Over the years fundamental changes have been made to the recipe. They have resulted from personal taste and experience in what seems to work best.  But it is still fundamentally the Women’s Weekly Cookbook recipe – bless their cotton socks.

The one-and-a-half pound fruit cake is named because there is one-and-a-half pounds each of butter and brown sugar. This is the Arnie Schwarzenegger of fruit cakes. The recipe is full proof and tastes divine.

NOTE: This cake requires a square cake tin 30cm (12 inches) deep.

INGREDIENTS

3 kg of Mixed Fruit (6lbs 10oz)

1.25 kg combination of dried: apricots, peaches, pineapple, pears; glacé fruit & mixed peel (2lbs 8oz)

1 & 1/2 cups of Grand Marnier (This is the secret ingredient. It works better with the fruit).

750g of Butter  (1 and a 1/2 lbs)

750g of Brown Sugar (1 and a 1/2 lbs)

3 teaspoons of grated Lemon rind

3 teaspoons of grated Orange rind

3 teaspoons of Vanilla extract

6 tablespoons Marmalade (whiskey marmalade is nice)

12 Eggs

7 & 1/2 cups of sifted Plain Flour

1/2 teaspoon of Salt

3 teaspoons of All Spice

3/4 teaspoon of Cinnamon

3/4 teaspoon of Nutmeg

METHOD

Photo by the author

4.25kg of mixed fruit soaking in Grand Marnier

  •  The recipe calls for chopping the fruit, placing it all in a basin and pouring the alcoholic spirit over it. Then cover the basin. We let the fruit soak in the alcohol for a week. Once a day give the fruit and alcohol a stir. The best way to do this is with your hands. The benefit of that is, of course, being able to give them a good lick afterwards. NOTE: It takes up a lot of space in the fridge.
  • Cream the butter with the brown sugar, the grated fruit rinds, vanilla extract  and marmalade. We call this the goop.
  • Add the eggs to the goop, one egg at a time and mixing it in well each time.
Photo by the author

Creamed butter and sugar

NOTE: The next two steps require you to alternate between the two.

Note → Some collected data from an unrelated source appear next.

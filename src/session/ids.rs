use rand_core::RngCore;

/// Hands out connection serial numbers and connection IDs for Forward Open.
///
/// Both counters start at random values so a reconnecting client does not
/// reuse the IDs of connections the target may still hold. Zero is skipped
/// on wrap.
#[derive(Debug, Clone, PartialEq, Eq)]
pub struct ConnectionIdGenerator {
    next_connection_sn: u16,
    next_connection_id: u32,
}

impl ConnectionIdGenerator {
    pub fn new(first_connection_sn: u16, first_connection_id: u32) -> Self {
        ConnectionIdGenerator {
            next_connection_sn: first_connection_sn.max(1),
            next_connection_id: first_connection_id.max(1),
        }
    }

    pub fn seeded<R: RngCore + ?Sized>(rng: &mut R) -> Self {
        let sn = (rng.next_u32() & 0xFFFF) as u16;
        Self::new(sn, rng.next_u32())
    }

    pub fn next_connection_sn(&mut self) -> u16 {
        let current = self.next_connection_sn;
        self.next_connection_sn = match current.wrapping_add(1) {
            0 => 1,
            n => n,
        };
        current
    }

    pub fn next_connection_id(&mut self) -> u32 {
        let current = self.next_connection_id;
        self.next_connection_id = match current.wrapping_add(1) {
            0 => 1,
            n => n,
        };
        current
    }
}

  •  After the eggs have been mixed into the goop, add some of the alcohol soaked fruit. NOT ALL AT ONCE.  Cup your hands and scoop out the first lot of fruit and put it into the goop. DON’T LICK YOUR FINGERS. You can do this after you have finished. Fold the fruit into the goop. The best and most effective method is to fold the fruit in with your hands. You will burn out any mixing engine unless it is a serious industrial cake mixer, or you will get blisters on your hands if you use a wooden spoon. In both instances they won’t be as effective.
  • Fold in a cup of the sifted flour. Again using your hands.
  • REPEAT. Fold fruit in the goop.  Fold Flour in the goop. Fruit. Flour. Repeat until there are no further ingredients. Mix well. Make sure there is no dry flour left in the goop.

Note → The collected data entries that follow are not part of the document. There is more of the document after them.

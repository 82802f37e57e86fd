use crate::codec::{Serializable, to_bytes};
use crate::error::Result;

/// Byte transport the session drives.
/// Object safe, so the session can hold TCP, UDP or mock sockets alike.
///
/// Timeouts belong to the implementation; a blocking `receive` blocks the
/// calling session operation.
pub trait Socket: Send {
    /// Resolve `hostname` and connect (TCP) or set the peer (UDP).
    fn open(&mut self, hostname: &str, port: u16) -> std::io::Result<()>;

    fn close(&mut self) -> std::io::Result<()>;

    /// Returns the number of bytes written.
    fn send(&mut self, data: &[u8]) -> std::io::Result<usize>;

    /// Returns the number of bytes read into `buffer`.
    fn receive(&mut self, buffer: &mut [u8]) -> std::io::Result<usize>;

    /// Serialize into a scratch buffer sized to `length()` and send it.
    fn send_serializable(&mut self, value: &dyn Serializable) -> Result<usize> {
        let bytes = to_bytes(value)?;
        Ok(self.send(&bytes)?)
    }
}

WARNING: This is messy as you will be up to your elbows in deliciously smelling goop.  A kitchen hand to help with the supply of the ingredients during last two steps is highly recommended. Be careful the assistant doesn’t try and sneak a little bit of what is happening in the large bowl or plastic bucket in which your cake is being mixed.

Photo by the author

Into the tin

  •  After mixing all your ingredients you are ready to fill your lined tin.

For steps on how to LINE YOUR CAKE TIN see below.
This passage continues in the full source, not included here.